Hello!! Can you please help me with this phrase?
It is a text about stucco finishes. It goes like this:
At the same time the metal is installed, corner bead, control joints, and drip screeds are applied to limit the size of the stucco panels to help control expansion and expansion and to act as grounds for levelling the stucco. 

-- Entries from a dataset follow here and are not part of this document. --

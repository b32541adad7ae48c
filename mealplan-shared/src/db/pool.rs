/// Database connection pool management
///
/// Builds the sqlx Postgres pool used by every model and verifies the
/// connection before the server starts accepting requests.
///
/// # Example
///
/// ```no_run
/// use mealplan_shared::db::pool::{create_pool, DatabaseConfig};
///
/// # async fn example() -> Result<(), sqlx::Error> {
/// let pool = create_pool(DatabaseConfig::new("postgresql://localhost/mealplan")).await?;
/// # Ok(())
/// # }
/// ```

use sqlx::postgres::{PgPool, PgPoolOptions};
use std::time::Duration;
use tracing::{debug, info, warn};

/// Configuration for the database connection pool
#[derive(Debug, Clone)]
pub struct DatabaseConfig {
    /// PostgreSQL connection URL
    pub url: String,

    /// Maximum number of connections in the pool
    pub max_connections: u32,

    /// Minimum number of idle connections kept warm
    pub min_connections: u32,

    /// Timeout for acquiring a connection (seconds)
    pub acquire_timeout_seconds: u64,

    /// Idle connections are closed after this many seconds
    pub idle_timeout_seconds: Option<u64>,
}

impl DatabaseConfig {
    /// Creates a configuration with default pool sizing for `url`
    pub fn new(url: impl Into<String>) -> Self {
        Self {
            url: url.into(),
            ..Default::default()
        }
    }
}

impl Default for DatabaseConfig {
    fn default() -> Self {
        Self {
            url: String::new(),
            max_connections: 10,
            min_connections: 1,
            acquire_timeout_seconds: 10,
            idle_timeout_seconds: Some(600),
        }
    }
}

/// Creates the pool and performs a health check
///
/// # Errors
///
/// Returns an error if the URL is invalid or the database is unreachable.
pub async fn create_pool(config: DatabaseConfig) -> Result<PgPool, sqlx::Error> {
    info!(
        max_connections = config.max_connections,
        min_connections = config.min_connections,
        "Creating database connection pool"
    );

    let mut options = PgPoolOptions::new()
        .max_connections(config.max_connections)
        .min_connections(config.min_connections)
        .acquire_timeout(Duration::from_secs(config.acquire_timeout_seconds));

    if let Some(idle) = config.idle_timeout_seconds {
        options = options.idle_timeout(Duration::from_secs(idle));
    }

    let pool = options.connect(&config.url).await?;
    health_check(&pool).await?;

    info!("Database connection pool ready");
    Ok(pool)
}

/// Runs `SELECT 1` against the pool
pub async fn health_check(pool: &PgPool) -> Result<(), sqlx::Error> {
    debug!("Performing database health check");

    let (value,): (i32,) = sqlx::query_as("SELECT 1").fetch_one(pool).await?;
    if value != 1 {
        warn!(value, "Database health check returned unexpected value");
        return Err(sqlx::Error::Protocol(
            "Health check returned unexpected value".into(),
        ));
    }

    Ok(())
}

/// Closes the pool during shutdown
pub async fn close_pool(pool: PgPool) {
    info!("Closing database connection pool");
    pool.close().await;
}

I translated it like this:
Al mismo tiempo que se instala el metal, también se aplican los esquineros, controles de juntas y las proyecciones para drenaje, para limitar el tamaño de los paneles de estuco, controlar la expansión y contracción y para ser utilizados como "baras para nivelar el estuco".
Is this correct?
Thank you in advance


----------



## k-in-sc

I don't know what "baras" are. Are you sure it's not "varas"? 
From the context, "grounds" means reference points, aids in getting the surface smooth.


----------



## mpmerlo

Thank you, but what do you mean by reference points?


----------



## k-in-sc

When you're floating the stucco, you make the surface even with those things. They help you see how thick the stucco should be.


----------



## mpmerlo

Thank you!! Sorry for asking so much!!


----------



## k-in-sc

No problem


----------



## mpmerlo

You are right about "varas" it was a spelling mistake. 
Good Luck!


----------



## k-in-sc

Haha, you're the one who needs luck 
At any rate, please post any changes to your translation (besides spelling). Thanks!


----------



## espaniol

hi,
maybe i can help a little,
in spain its called 'maestras' (we say '... maestreado', yeso, raseo, lucido...)
you can also call 'guías',
its something that helps you while working with 'stuco' but also concrete and all those 'wet materials' 'mass materials' that must be 'extended/spread' to know their thickness and how plane (or plain) it is...
it can also be a little piece of wood, a nail, a tight line, whatever you want if you think it can help as guide


----------



## mpmerlo

thnak you Espaniol!! I think guias is a good option!!


----------



## k-in-sc

Helps to have somebody who knows what they're talking about, doesn't it!?


----------



## mpmerlo

Definitely! Besides, I am desperate to finish with this! I want some holidays at the beach!!! And I still have one chapter more! The worst part is that I feel it's the longest!


----------



## mpmerlo

I forgot to say it's a joke!!!


----------



## k-in-sc

Yeah, I don't envy you. It's been pretty tough, hasn't it?
I hear Las Toninas is nice this time of year


----------



## mpmerlo

Yes, its's very nice! I have to go there when I finish this!


----------